Kekerasan memantau De Haas agar dihormati

Kekerasan memantau De Haas agar dihormati


Oleh Penampilan Memuaskan 9m yang lalu

Bagikan artikel ini:

DURBAN – Pemantau perdamaian KWAZULU-NATAL Mary de Haas, yang diharapkan dihormati minggu depan pada upacara kelulusan virtual Universitas Rhodes, mengatakan dia merasa bahagia untuk anak-anaknya ketika berita ini akhirnya meresap.

Lembaga ini akan menganugerahkan gelar Doctor of Laws (LLD) (honoris causa) kepadanya sebagai pengakuan atas pekerjaan intervensionisnya pada kekerasan dan pelanggaran hak asasi manusia di provinsi tersebut. Dia berkata ketika wakil rektor institusi menelepon untuk memberitahunya, dia terperangah.

“Aku tidak bisa mempercayai telingaku. Saya juga merasa sangat bahagia untuk anak-anak saya karena, terutama di tahun 90-an, ada banyak pergolakan dalam kehidupan mereka yang masih di rumah – jam makan malam, orang-orang yang membutuhkan akomodatif, banyak pertemuan di rumah kami. Dan, tentu saja, sebelum ponsel diperkenalkan, saluran telepon diblokir ketika anak-anak saya perlu berbicara dengan teman-teman mereka, dengan saya di saluran dengan orang-orang yang diancam, dan mungkin akan ditembak, ”kata De Haas.

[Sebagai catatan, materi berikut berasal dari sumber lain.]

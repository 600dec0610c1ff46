mod api;
mod host;
mod outbound;
mod serializer;

#[tokio::main]
async fn main() -> anyhow::Result<()> {
    host::run().await
}
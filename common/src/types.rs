use serde::{Deserialize, Serialize};

/// Who decides a region's outlets: the schedule, or a manual override that
/// contradicts it. `ManualIn` overrides an in-window "on", `ManualOut` an
/// out-of-window "off".
#[derive(Debug, Clone, Copy, PartialEq, Eq, Default, Serialize, Deserialize)]
#[serde(rename_all = "kebab-case")]
pub enum Control {
    #[default]
    Auto,
    ManualI,
    ManualO,
}

impl Control {
    pub fn as_str(self) -> &'static str {
        match self {
            Self::Auto => "auto",
            Self::ManualI => "manual-i",
            Self::ManualO => "manual-o",
        }
    }

    /// Unknown values collapse to `Auto`.
    pub fn parse(value: &str) -> Self {
        match value {
            "manual-i" => Self::ManualI,
            "manual-o" => Self::ManualO,
            _ => Self::Auto,
        }
    }

    pub fn is_manual(self) -> bool {
        !matches!(self, Self::Auto)
    }

    /// Button press: a manual override returns to automatic control, automatic
    /// control flips to whichever override contradicts the current window.
    pub fn toggled(self, in_window: bool) -> Self {
        match self {
            Self::ManualI | Self::ManualO => Self::Auto,
            Self::Auto if in_window => Self::ManualI,
            Self::Auto => Self::ManualO,
        }
    }
}

#[derive(Debug, Clone, Copy, PartialEq, Eq, Serialize, Deserialize)]
#[serde(rename_all = "lowercase")]
pub enum Switch {
    On,
    Off,
}

impl Switch {
    pub fn as_str(self) -> &'static str {
        match self {
            Self::On => "on",
            Self::Off => "off",
        }
    }

    /// Anything other than `on` reads as off.
    pub fn parse(value: &str) -> Self {
        if value == "on" {
            Self::On
        } else {
            Self::Off
        }
    }

    pub fn from_bool(on: bool) -> Self {
        if on {
            Self::On
        } else {
            Self::Off
        }
    }

    pub fn is_on(self) -> bool {
        self == Self::On
    }
}

#[derive(Debug, Clone, Copy, PartialEq, Eq)]
pub enum RegionCommand {
    On,
    Off,
    Toggle,
}

impl RegionCommand {
    pub fn parse(value: &str) -> Option<Self> {
        match value {
            "on" => Some(Self::On),
            "off" => Some(Self::Off),
            "toggle" => Some(Self::Toggle),
            _ => None,
        }
    }

    pub fn apply(self, control: Control, in_window: bool) -> Control {
        match self {
            Self::On if in_window => Control::Auto,
            Self::On => Control::ManualO,
            Self::Off if in_window => Control::ManualI,
            Self::Off => Control::Auto,
            Self::Toggle => control.toggled(in_window),
        }
    }
}

/// One classified inbound message.
#[derive(Debug, Clone, PartialEq, Eq)]
pub enum Update {
    RegionProperty {
        region: String,
        key: String,
        value: String,
    },
    LightLevel(i32),
    Outlet {
        device: String,
        on: bool,
    },
    Button {
        device: String,
        pressed: bool,
    },
    GlobalEnable(bool),
}

#[derive(Debug, Clone, PartialEq, Eq)]
pub struct Publish {
    pub topic: String,
    pub payload: String,
    pub retained: bool,
}

impl Publish {
    pub fn retained(topic: String, payload: impl Into<String>) -> Self {
        Self {
            topic,
            payload: payload.into(),
            retained: true,
        }
    }

    /// Empty retained payload clears the topic on the broker.
    pub fn erase(topic: String) -> Self {
        Self::retained(topic, "")
    }

    pub fn is_erase(&self) -> bool {
        self.retained && self.payload.is_empty()
    }
}

#[derive(Debug, Clone, PartialEq, Eq)]
pub enum EngineAction {
    Publish(Publish),
    SubscribeDevice(String),
}

#[derive(Debug, Clone, Serialize)]
pub struct DeviceStatus {
    pub name: String,
    pub outlet: bool,
    #[serde(rename = "buttonPending")]
    pub button_pending: bool,
}

#[derive(Debug, Clone, Serialize)]
pub struct RegionStatus {
    pub name: String,
    pub control: Control,
    pub state: Option<Switch>,
    #[serde(rename = "windowStart")]
    pub window_start: Option<String>,
    #[serde(rename = "windowEnd")]
    pub window_end: Option<String>,
    #[serde(rename = "seasonStart")]
    pub season_start: Option<String>,
    #[serde(rename = "seasonEnd")]
    pub season_end: Option<String>,
    #[serde(rename = "inWindow")]
    pub in_window: bool,
    pub devices: Vec<DeviceStatus>,
}

#[derive(Debug, Clone, Serialize)]
pub struct EngineStatus {
    pub enabled: bool,
    #[serde(rename = "lightLevel")]
    pub light_level: i32,
    #[serde(rename = "lastPublishEpoch")]
    pub last_publish_epoch: Option<i64>,
    #[serde(rename = "passesCompleted")]
    pub passes_completed: u64,
    #[serde(rename = "passesSuppressed")]
    pub passes_suppressed: u64,
    pub regions: Vec<RegionStatus>,
}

Dia ingat ketika suaminya meninggal, pada awal tahun 1994, dia mengambil cuti untuk menyelesaikan PhD-nya, tetapi tidak pernah menyentuhnya karena kekerasan di provinsi itu.

“Ini telah meningkat sedemikian rupa sehingga saya menghabiskan setiap waktu yang tersedia untuk menghadapinya dan dengan pasukan jurnalis (terutama dari luar negeri), dan diplomat, yang ingin tahu apa yang sedang terjadi.”

Sejak pertengahan 1980-an, De Haas telah terlibat dalam penelitian, dan dokumentasi, kekerasan politik di KwaZulu-Natal dan telah menghasilkan ringkasan reguler dari kekerasan ini, yang dikenal sebagai Monitor Natal (sekarang KZN) (www.violencemonitor.com) .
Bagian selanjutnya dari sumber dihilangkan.